[Stored data entries]

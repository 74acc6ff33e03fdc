//! Raymond's algorithm over a fixed pool of tokens.
//!
//! Every node tracks where it believes each token is in a [`TokenDatabase`].
//! A token is bound to the group of the request it was granted for and only
//! serves that group until its holder leaves the section, so up to `tokens`
//! nodes may be inside at once.

use std::sync::Arc;

use tokio::sync::Mutex;
use tracing::{debug, error, instrument, warn};

use super::token_db::{TokenDatabase, TokenEntry};
use crate::config::NodeConfig;
use crate::message::decode_or_drop;
use crate::outbox::Outbox;
use crate::signal::EntrySignal;
use crate::{Algorithm, GroupId, Message, MessageKind, NodeId, Transport};

#[derive(Debug, Clone, PartialEq, Eq)]
struct QueuedRequest {
    requester: NodeId,
    group: GroupId,
}

#[derive(Debug)]
struct KEntryState {
    tokens: TokenDatabase,
    queue: Vec<QueuedRequest>,
    using: bool,
}

/// Raymond node holding any number of the system's k tokens.
pub struct RaymondKEntryNode<T: Transport> {
    id: NodeId,
    outbox: Outbox<T>,
    state: Mutex<KEntryState>,
    signal: EntrySignal,
}

impl<T: Transport> RaymondKEntryNode<T> {
    /// All `config.tokens` tokens start out free at `config.holder`.
    pub fn new(config: NodeConfig<T::Addr>, transport: Arc<T>) -> Self {
        Self {
            id: config.id,
            outbox: Outbox::new(config.neighbours, transport),
            state: Mutex::new(KEntryState {
                tokens: TokenDatabase::new(config.holder, config.tokens),
                queue: Vec::new(),
                using: false,
            }),
            signal: EntrySignal::new(),
        }
    }

    /// Copy of the local token view.
    pub async fn tokens(&self) -> TokenDatabase {
        self.state.lock().await.tokens.clone()
    }

    /// Queued `(requester, group)` pairs, front first.
    pub async fn pending_requests(&self) -> Vec<(NodeId, GroupId)> {
        self.state
            .lock()
            .await
            .queue
            .iter()
            .map(|r| (r.requester, r.group.clone()))
            .collect()
    }

    /// Grants what can be granted, then asks for a token on behalf of the front
    /// request if no local token can serve it.
    async fn assign_privilege(&self, state: &mut KEntryState, filter: Option<&GroupId>) {
        self.grant_spare_tokens(state, filter).await;

        let Some(front) = state.queue.first() else {
            return;
        };
        if !state.tokens.has_spare(self.id, &front.group) {
            let group = front.group.clone();
            self.make_request(state, &group).await;
        }
    }

    /// Grants spare tokens to queued requests, oldest first, for as long as
    /// one can be granted. With a `filter` only requests for that group are
    /// considered.
    async fn grant_spare_tokens(&self, state: &mut KEntryState, filter: Option<&GroupId>) {
        let me = self.id;
        loop {
            let Some(at) = state.queue.iter().position(|r| {
                filter.is_none_or(|g| *g == r.group) && state.tokens.has_spare(me, &r.group)
            }) else {
                return;
            };
            let request = state.queue.remove(at);
            let Some(mut token) = state.tokens.take_spare(me, &request.group) else {
                return;
            };
            let bound = request.group.bound().cloned();

            if request.requester == me {
                token.group = bound;
                token.in_use = true;
                state.tokens.insert(token);
                state.using = true;
                debug!(group = %request.group, "token taken for local use");
                self.signal.notify();
                continue;
            }

            let privilege = Message::privilege(me, request.group.clone());
            match self.outbox.send(request.requester, privilege).await {
                Ok(()) => {
                    debug!(to = %request.requester, group = %request.group, "token passed on");
                    state.tokens.insert(TokenEntry {
                        holder: request.requester,
                        group: bound,
                        in_use: false,
                    });
                }
                Err(error) => {
                    error!(to = %request.requester, ?error, "token lost: privilege could not be sent");
                }
            }
        }
    }

    /// Asks some other holder for a token for `group`. A holder that cannot be
    /// reached is dropped from the local view.
    async fn make_request(&self, state: &mut KEntryState, group: &GroupId) {
        if state.tokens.has_token(self.id, group) || state.queue.is_empty() {
            return;
        }
        let Some(holder) = state.tokens.other_holder(self.id) else {
            debug!(%group, "no other token holder known");
            return;
        };

        match self
            .outbox
            .send(holder, Message::token_request(self.id, group.clone()))
            .await
        {
            Ok(()) => debug!(%holder, %group, "token requested"),
            Err(error) => {
                warn!(%holder, ?error, "token holder unreachable, evicting");
                state.tokens.evict(holder);
            }
        }
    }

    #[instrument(skip_all, fields(node = %self.id, from = %msg.sender, kind = %msg.kind, group = %msg.group))]
    async fn handle(&self, msg: Message) {
        let me = self.id;
        let mut state = self.state.lock().await;
        match msg.kind {
            MessageKind::Request => {
                state.queue.push(QueuedRequest {
                    requester: msg.sender,
                    group: msg.group.clone(),
                });
                if state.tokens.has_token(me, &msg.group) {
                    self.assign_privilege(&mut state, msg.group.bound()).await;
                } else {
                    match state.tokens.other_holder(me) {
                        Some(holder) if holder != msg.sender => {
                            self.make_request(&mut state, &msg.group).await;
                        }
                        _ => warn!("no eligible token holder, request left queued"),
                    }
                }
            }
            MessageKind::Privilege => {
                state
                    .tokens
                    .transfer_from(msg.sender, me, msg.group.bound().cloned());
                self.grant_spare_tokens(&mut state, msg.group.bound()).await;
                state.tokens.release_idle(me);
                self.assign_privilege(&mut state, None).await;
            }
            MessageKind::Reply | MessageKind::Release => debug!("ignoring message"),
        }
    }
}

impl<T: Transport> Algorithm for RaymondKEntryNode<T> {
    type Transport = T;

    fn id(&self) -> NodeId {
        self.id
    }

    fn transport(&self) -> &Arc<T> {
        self.outbox.transport()
    }

    async fn on_message(&self, payload: &[u8]) {
        if let Some(msg) = decode_or_drop(self.id, payload) {
            self.handle(msg).await;
        }
    }

    #[instrument(skip_all, fields(node = %self.id, %group))]
    async fn request_entry(&self, group: GroupId) {
        let mut state = self.state.lock().await;
        state.queue.push(QueuedRequest {
            requester: self.id,
            group: group.clone(),
        });
        if state.tokens.has_token(self.id, &group) {
            self.assign_privilege(&mut state, group.bound()).await;
        } else {
            self.make_request(&mut state, &group).await;
        }
    }

    async fn await_entry(&self) {
        self.signal.wait().await;
    }

    async fn in_section(&self) -> bool {
        self.state.lock().await.using
    }

    async fn enter_section(&self) {
        self.state.lock().await.using = true;
    }

    #[instrument(skip_all, fields(node = %self.id))]
    async fn leave_section(&self) {
        let mut state = self.state.lock().await;
        state.using = false;
        state.tokens.release_all(self.id);
        self.assign_privilege(&mut state, None).await;
    }
}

GOAL OF THE EXERCISE:
Word for word, write out the data.

TASK SOLUTION:
repository 74acc6ff33e03fdc
//! Raymond's algorithm over a fixed pool of tokens.
//!
//! Every node tracks where it believes each token is in a [`TokenDatabase`].
//! A token is bound to the group of the request it was granted for and only
//! serves that group until its holder leaves the section, so up to `tokens`
//! nodes may be inside at once.

use std::sync::Arc;

use tokio::sync::Mutex;
use tracing::{debug, error, instrument, warn};

use super::token_db::{TokenDatabase, TokenEntry};
use crate::config::NodeConfig;
use crate::message::decode_or_drop;
use crate::outbox::Outbox;
use crate::signal::EntrySignal;
use crate::{Algorithm, GroupId, Message, MessageKind, NodeId, Transport};

#[derive(Debug, Clone, PartialEq, Eq)]
struct QueuedRequest {
    requester: NodeId,
    group: GroupId,
}

#[derive(Debug)]
struct KEntryState {
    tokens: TokenDatabase,
    queue: Vec<QueuedRequest>,
    using: bool,
}

/// Raymond node holding any number of the system's k tokens.
pub struct RaymondKEntryNode<T: Transport> {
    id: NodeId,
    outbox: Outbox<T>,
    state: Mutex<KEntryState>,
    signal: EntrySignal,
}

impl<T: Transport> RaymondKEntryNode<T> {
    /// All `config.tokens` tokens start out free at `config.holder`.
    pub fn new(config: NodeConfig<T::Addr>, transport: Arc<T>) -> Self {
        Self {
            id: config.id,
            outbox: Outbox::new(config.neighbours, transport),
            state: Mutex::new(KEntryState {
                tokens: TokenDatabase::new(config.holder, config.tokens),
                queue: Vec::new(),
                using: false,
            }),
            signal: EntrySignal::new(),
        }
    }

    /// Copy of the local token view.
    pub async fn tokens(&self) -> TokenDatabase {
        self.state.lock().await.tokens.clone()
    }

    /// Queued `(requester, group)` pairs, front first.
    pub async fn pending_requests(&self) -> Vec<(NodeId, GroupId)> {
        self.state
            .lock()
            .await
            .queue
            .iter()
            .map(|r| (r.requester, r.group.clone()))
            .collect()
    }

    /// Grants what can be granted, then asks for a token on behalf of the front
    /// request if no local token can serve it.
    async fn assign_privilege(&self, state: &mut KEntryState, filter: Option<&GroupId>) {
        self.grant_spare_tokens(state, filter).await;

        let Some(front) = state.queue.first() else {
            return;
        };
        if !state.tokens.has_spare(self.id, &front.group) {
            let group = front.group.clone();
            self.make_request(state, &group).await;
        }
    }

    /// Grants spare tokens to queued requests, oldest first, for as long as
    /// one can be granted. With a `filter` only requests for that group are
    /// considered.
    async fn grant_spare_tokens(&self, state: &mut KEntryState, filter: Option<&GroupId>) {
        let me = self.id;
        loop {
            let Some(at) = state.queue.iter().position(|r| {
                filter.is_none_or(|g| *g == r.group) && state.tokens.has_spare(me, &r.group)
            }) else {
                return;
            };
            let request = state.queue.remove(at);
            let Some(mut token) = state.tokens.take_spare(me, &request.group) else {
                return;
            };
            let bound = request.group.bound().cloned();

            if request.requester == me {
                token.group = bound;
                token.in_use = true;
                state.tokens.insert(token);
                state.using = true;
                debug!(group = %request.group, "token taken for local use");
                self.signal.notify();
                continue;
            }

            let privilege = Message::privilege(me, request.group.clone());
            match self.outbox.send(request.requester, privilege).await {
                Ok(()) => {
                    debug!(to = %request.requester, group = %request.group, "token passed on");
                    state.tokens.insert(TokenEntry {
                        holder: request.requester,
                        group: bound,
                        in_use: false,
                    });
                }
                Err(error) => {
                    error!(to = %request.requester, ?error, "token lost: privilege could not be sent");
                }
            }
        }
    }

    /// Asks some other holder for a token for `group`. A holder that cannot be
    /// reached is dropped from the local view.
    async fn make_request(&self, state: &mut KEntryState, group: &GroupId) {
        if state.tokens.has_token(self.id, group) || state.queue.is_empty() {
            return;
        }
        let Some(holder) = state.tokens.other_holder(self.id) else {
            debug!(%group, "no other token holder known");
            return;
        };

        match self
            .outbox
            .send(holder, Message::token_request(self.id, group.clone()))
            .await
        {
            Ok(()) => debug!(%holder, %group, "token requested"),
            Err(error) => {
                warn!(%holder, ?error, "token holder unreachable, evicting");
                state.tokens.evict(holder);
            }
        }
    }

    #[instrument(skip_all, fields(node = %self.id, from = %msg.sender, kind = %msg.kind, group = %msg.group))]
    async fn handle(&self, msg: Message) {
        let me = self.id;
        let mut state = self.state.lock().await;
        match msg.kind {
            MessageKind::Request => {
                state.queue.push(QueuedRequest {
                    requester: msg.sender,
                    group: msg.group.clone(),
                });
                if state.tokens.has_token(me, &msg.group) {
                    self.assign_privilege(&mut state, msg.group.bound()).await;
                } else {
                    match state.tokens.other_holder(me) {
                        Some(holder) if holder != msg.sender => {
                            self.make_request(&mut state, &msg.group).await;
                        }
                        _ => warn!("no eligible token holder, request left queued"),
                    }
                }
            }
            MessageKind::Privilege => {
                state
                    .tokens
                    .transfer_from(msg.sender, me, msg.group.bound().cloned());
                self.grant_spare_tokens(&mut state, msg.group.bound()).await;
                state.tokens.release_idle(me);
                self.assign_privilege(&mut state, None).await;
            }
            MessageKind::Reply | MessageKind::Release => debug!("ignoring message"),
        }
    }
}

impl<T: Transport> Algorithm for RaymondKEntryNode<T> {
    type Transport = T;

    fn id(&self) -> NodeId {
        self.id
    }

    fn transport(&self) -> &Arc<T> {
        self.outbox.transport()
    }

    async fn on_message(&self, payload: &[u8]) {
        if let Some(msg) = decode_or_drop(self.id, payload) {
            self.handle(msg).await;
        }
    }

    #[instrument(skip_all, fields(node = %self.id, %group))]
    async fn request_entry(&self, group: GroupId) {
        let mut state = self.state.lock().await;
        state.queue.push(QueuedRequest {
            requester: self.id,
            group: group.clone(),
        });
        if state.tokens.has_token(self.id, &group) {
            self.assign_privilege(&mut state, group.bound()).await;
        } else {
            self.make_request(&mut state, &group).await;
        }
    }

    async fn await_entry(&self) {
        self.signal.wait().await;
    }

    async fn in_section(&self) -> bool {
        self.state.lock().await.using
    }

    async fn enter_section(&self) {
        self.state.lock().await.using = true;
    }

    #[instrument(skip_all, fields(node = %self.id))]
    async fn leave_section(&self) {
        let mut state = self.state.lock().await;
        state.using = false;
        state.tokens.release_all(self.id);
        self.assign_privilege(&mut state, None).await;
    }
}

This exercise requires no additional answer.